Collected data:
------------------------------------------------------------------------

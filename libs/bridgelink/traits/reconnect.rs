use std::time::Duration;

/// Trait for defining drop-retry strategies
///
/// Implement this trait to control how quickly the client retries after
/// an unexpected disconnection. Exhausting the strategy does not stop
/// reconnection entirely: the passive timer keeps running as a safety net.
pub trait ReconnectionStrategy: Send + Sync {
    /// Get the delay before the next immediate retry
    ///
    /// # Arguments
    /// * `attempt` - The retry index (0-indexed, reset on every successful connection)
    ///
    /// # Returns
    /// * `Some(duration)` - Retry after this long
    /// * `None` - No more immediate retries
    fn next_delay(&self, attempt: usize) -> Option<Duration>;

    /// Reset the strategy state (called after successful connection)
    fn reset(&mut self);

    /// Check if another immediate retry is allowed
    fn should_reconnect(&self, attempt: usize) -> bool;
}

/// Fixed table of drop-retry delays
///
/// Attempt `n` waits `delays[n]`; once the table is exhausted no further
/// immediate retries are scheduled.
#[derive(Debug, Clone)]
pub struct DelayTable {
    delays: Vec<Duration>,
}

impl DelayTable {
    /// Create a strategy from an explicit delay table
    pub fn new(delays: Vec<Duration>) -> Self {
        Self { delays }
    }

    /// Create a strategy from millisecond values
    pub fn from_millis(delays: &[u64]) -> Self {
        Self::new(delays.iter().copied().map(Duration::from_millis).collect())
    }

    /// Number of immediate retries before only the passive timer remains
    pub fn len(&self) -> usize {
        self.delays.len()
    }

    pub fn is_empty(&self) -> bool {
        self.delays.is_empty()
    }
}

impl Default for DelayTable {
    /// 1 second, 10 seconds, 30 seconds
    fn default() -> Self {
        Self::from_millis(&[1_000, 10_000, 30_000])
    }
}

impl ReconnectionStrategy for DelayTable {
    fn next_delay(&self, attempt: usize) -> Option<Duration> {
        if !self.should_reconnect(attempt) {
            return None;
        }
        let index = attempt.min(self.delays.len().saturating_sub(1));
        self.delays.get(index).copied()
    }

    fn reset(&mut self) {
        // Stateless: the attempt index is owned by the reconnection policy
    }

    fn should_reconnect(&self, attempt: usize) -> bool {
        attempt < self.delays.len()
    }
}

/// Never reconnect strategy
///
/// Disables drop-triggered retries; passive and network-triggered
/// reconnection still apply.
#[derive(Debug, Clone)]
pub struct NeverReconnect;

impl ReconnectionStrategy for NeverReconnect {
    fn next_delay(&self, _attempt: usize) -> Option<Duration> {
        None
    }

    fn reset(&mut self) {
        // No state to reset
    }

    fn should_reconnect(&self, _attempt: usize) -> bool {
        false
    }
}
use thiserror::Error;

use crate::core::codec::FrameError;
use crate::core::config::ConfigError;

/// Main error type for bridgelink setup operations
///
/// Connection faults never surface through this type: they are converted
/// into a single [`CloseReason`](crate::CloseReason) at the reader or writer
/// boundary instead.
#[derive(Error, Debug)]
pub enum BridgeError {
    /// Invalid or incomplete configuration
    #[error("Configuration error: {0}")]
    Configuration(String),

    /// Operation not allowed in the current connection state
    #[error("Invalid state: {0}")]
    InvalidState(String),

    /// Wire framing error
    #[error("Frame error: {0}")]
    Frame(#[from] FrameError),

    /// Configuration file error
    #[error("Config error: {0}")]
    Config(#[from] ConfigError),

    /// WebSocket error
    #[error("WebSocket error: {0}")]
    WebSocket(String),

    /// Socket error
    #[error("I/O error: {0}")]
    Io(#[from] std::io::Error),
}

/// Result type for bridgelink operations
pub type Result<T> = std::result::Result<T, BridgeError>;

/// Failure reported by a [`CredentialProvider`](crate::CredentialProvider)
#[derive(Error, Debug, Clone, PartialEq, Eq)]
pub enum CredentialError {
    /// No account is signed in on this device
    #[error("No account is signed in")]
    NotSignedIn,

    /// The token could not be fetched
    #[error("Credential fetch failed: {0}")]
    Fetch(String),
}
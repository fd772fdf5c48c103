//! # Bridgelink Traits
//!
//! Extension seams and shared types for the bridgelink connection core:
//!
//! - **SessionListener**: Receive inbound frames and state changes
//! - **HostScheduler**: Mirror keepalive/passive-reconnect timers onto host alarms
//! - **CredentialProvider**: Fetch relay identity and push tokens
//! - **ReconnectionStrategy**: Control drop-retry delays
//! - **CloseReason**: Close taxonomy surfaced to the host

pub mod credentials;
pub mod error;
pub mod reason;
pub mod reconnect;
pub mod scheduler;
pub mod session;

// Re-export commonly used types
pub use credentials::{CredentialProvider, NoCredentials, StaticCredentials};
pub use error::{BridgeError, CredentialError, Result};
pub use reason::{close_code, CloseReason};
pub use reconnect::{DelayTable, NeverReconnect, ReconnectionStrategy};
pub use scheduler::{HostScheduler, NoOpScheduler};
pub use session::{NoOpSession, SessionListener};
use crate::core::connection_state::{AtomicConnectionState, AtomicMetrics, ConnectionState};
use crate::core::direct::{DirectSettings, DirectTransport};
use crate::core::packet::Packet;
use crate::core::relay::{RelaySettings, RelayTransport};
use crate::core::transport::{Transport, TransportEvents};
use crate::credentials::CredentialProvider;
use crate::manager::policy::{ReconnectionPolicy, RetryKind};
use crate::reason::CloseReason;
use crate::reconnect::ReconnectionStrategy;
use crate::scheduler::HostScheduler;
use crate::session::SessionListener;
use parking_lot::Mutex;
use std::sync::atomic::{AtomicBool, AtomicU64, Ordering};
use std::sync::{Arc, Weak};
use std::time::Duration;
use tokio::runtime::Handle;
use tracing::{debug, info, warn};

/// Identifier of one connection attempt
///
/// Tokens only ever advance. Events and async results carrying an older
/// token than the current attempt's are discarded.
#[derive(Debug, Clone, Copy, PartialEq, Eq, PartialOrd, Ord, Hash)]
pub struct LaunchToken(u64);

impl LaunchToken {
    pub fn value(&self) -> u64 {
        self.0
    }
}

/// Point-in-time snapshot of connection counters
#[derive(Debug, Clone)]
pub struct Metrics {
    pub packets_sent: u64,
    pub frames_received: u64,
    pub reconnect_attempts: u64,
    pub connection_state: ConnectionState,
}

/// How new transports are built
pub(crate) enum TransportPlan {
    Direct(DirectSettings),
    Relay {
        settings: RelaySettings,
        credentials: Arc<dyn CredentialProvider>,
    },
}

/// Everything the builder hands over
pub(crate) struct ManagerParts {
    pub(crate) plan: TransportPlan,
    pub(crate) session: Arc<dyn SessionListener>,
    pub(crate) scheduler: Arc<dyn HostScheduler>,
    pub(crate) strategy: Box<dyn ReconnectionStrategy>,
    pub(crate) runtime: Handle,
    pub(crate) keepalive_message_type: i32,
    pub(crate) passive_interval: Duration,
    pub(crate) passive_window: Duration,
}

------------------------------------------------------------------------

== To do ==
Search the data above for the word "credentials". Copy each line it is in.

== Response to this task ==
pub mod credentials;
pub use credentials::{CredentialProvider, NoCredentials, StaticCredentials};
use crate::credentials::CredentialProvider;
        credentials: Arc<dyn CredentialProvider>,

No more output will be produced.